- **Aim of the task**
The expected response is the entire set of entries, copied exactly.

··········

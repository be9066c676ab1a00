//! # Parser Configuration
//!
//! Species selection, line types, and the named option flags.
//!
//! The original design kept these as module-level mutable flags; here they
//! are an explicit configuration struct passed into the orchestrator so that
//! candidate evaluation is deterministic and parallel-safe.

use serde::Deserialize;

/// The five species of counterpoint exercise.
#[derive(Debug, Clone, Copy, PartialEq, Eq, Default, Deserialize)]
#[serde(rename_all = "lowercase")]
pub enum Species {
    #[default]
    First,
    Second,
    Third,
    Fourth,
    Fifth,
}

impl Species {
    /// Third and fifth species admit local insertions and run the two-level
    /// local/global scan.
    pub fn has_local_elaborations(&self) -> bool {
        matches!(self, Species::Third | Species::Fifth)
    }
}

/// Which structural role a line is parsed as.
#[derive(Debug, Clone, Copy, PartialEq, Eq, Hash, Deserialize)]
#[serde(rename_all = "lowercase")]
pub enum LineType {
    Primary,
    Bass,
    Generic,
}

impl LineType {
    pub fn as_str(&self) -> &'static str {
        match self {
            LineType::Primary => "primary",
            LineType::Bass => "bass",
            LineType::Generic => "generic",
        }
    }
}

/// Full parser configuration for one line.
#[derive(Debug, Clone)]
pub struct ParserConfig {
    pub species: Species,
    /// Referent harmony progresses tonic → predominant → dominant → tonic.
    pub harmonic_species: bool,
    /// Apply preference rules across surviving parses.
    pub select_preferred_parses: bool,
    /// Compute structural levels (leveling can be skipped for a quick
    /// well-formedness check).
    pub get_structural_levels: bool,
    /// Restrict local (per-measure) arcs to neighbor shapes.
    pub local_neighbors_only: bool,
    /// Allow local arcs to extend into the global context.
    pub extend_local_arcs: bool,
    /// Merge unattached same-degree local heads into repetition arcs.
    pub add_local_repetitions: bool,
    /// Fold a final upper/lower neighbor into the closing structure.
    pub integrate_final_neighbor: bool,
}

impl Default for ParserConfig {
    fn default() -> Self {
        Self {
            species: Species::First,
            harmonic_species: false,
            select_preferred_parses: true,
            get_structural_levels: true,
            local_neighbors_only: false,
            extend_local_arcs: true,
            add_local_repetitions: true,
            integrate_final_neighbor: false,
        }
    }
}

#[cfg(test)]
mod tests {
    use super::*;

    #[test]
    fn test_local_elaboration_species() {
        assert!(Species::Third.has_local_elaborations());
        assert!(Species::Fifth.has_local_elaborations());
        assert!(!Species::First.has_local_elaborations());
        assert!(!Species::Fourth.has_local_elaborations());
    }
}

··········

- **Result of the task**
repository be9066c676ab1a00
//! # Parser Configuration
//!
//! Species selection, line types, and the named option flags.
//!
//! The original design kept these as module-level mutable flags; here they
//! are an explicit configuration struct passed into the orchestrator so that
//! candidate evaluation is deterministic and parallel-safe.

use serde::Deserialize;

/// The five species of counterpoint exercise.
#[derive(Debug, Clone, Copy, PartialEq, Eq, Default, Deserialize)]
#[serde(rename_all = "lowercase")]
pub enum Species {
    #[default]
    First,
    Second,
    Third,
    Fourth,
    Fifth,
}

impl Species {
    /// Third and fifth species admit local insertions and run the two-level
    /// local/global scan.
    pub fn has_local_elaborations(&self) -> bool {
        matches!(self, Species::Third | Species::Fifth)
    }
}

/// Which structural role a line is parsed as.
#[derive(Debug, Clone, Copy, PartialEq, Eq, Hash, Deserialize)]
#[serde(rename_all = "lowercase")]
pub enum LineType {
    Primary,
    Bass,
    Generic,
}

impl LineType {
    pub fn as_str(&self) -> &'static str {
        match self {
            LineType::Primary => "primary",
            LineType::Bass => "bass",
            LineType::Generic => "generic",
        }
    }
}

/// Full parser configuration for one line.
#[derive(Debug, Clone)]
pub struct ParserConfig {
    pub species: Species,
    /// Referent harmony progresses tonic → predominant → dominant → tonic.
    pub harmonic_species: bool,
    /// Apply preference rules across surviving parses.
    pub select_preferred_parses: bool,
    /// Compute structural levels (leveling can be skipped for a quick
    /// well-formedness check).
    pub get_structural_levels: bool,
    /// Restrict local (per-measure) arcs to neighbor shapes.
    pub local_neighbors_only: bool,
    /// Allow local arcs to extend into the global context.
    pub extend_local_arcs: bool,
    /// Merge unattached same-degree local heads into repetition arcs.
    pub add_local_repetitions: bool,
    /// Fold a final upper/lower neighbor into the closing structure.
    pub integrate_final_neighbor: bool,
}

impl Default for ParserConfig {
    fn default() -> Self {
        Self {
            species: Species::First,
            harmonic_species: false,
            select_preferred_parses: true,
            get_structural_levels: true,
            local_neighbors_only: false,
            extend_local_arcs: true,
            add_local_repetitions: true,
            integrate_final_neighbor: false,
        }
    }
}

#[cfg(test)]
mod tests {
    use super::*;

    #[test]
    fn test_local_elaboration_species() {
        assert!(Species::Third.has_local_elaborations());
        assert!(Species::Fifth.has_local_elaborations());
        assert!(!Species::First.has_local_elaborations());
        assert!(!Species::Fourth.has_local_elaborations());
    }
}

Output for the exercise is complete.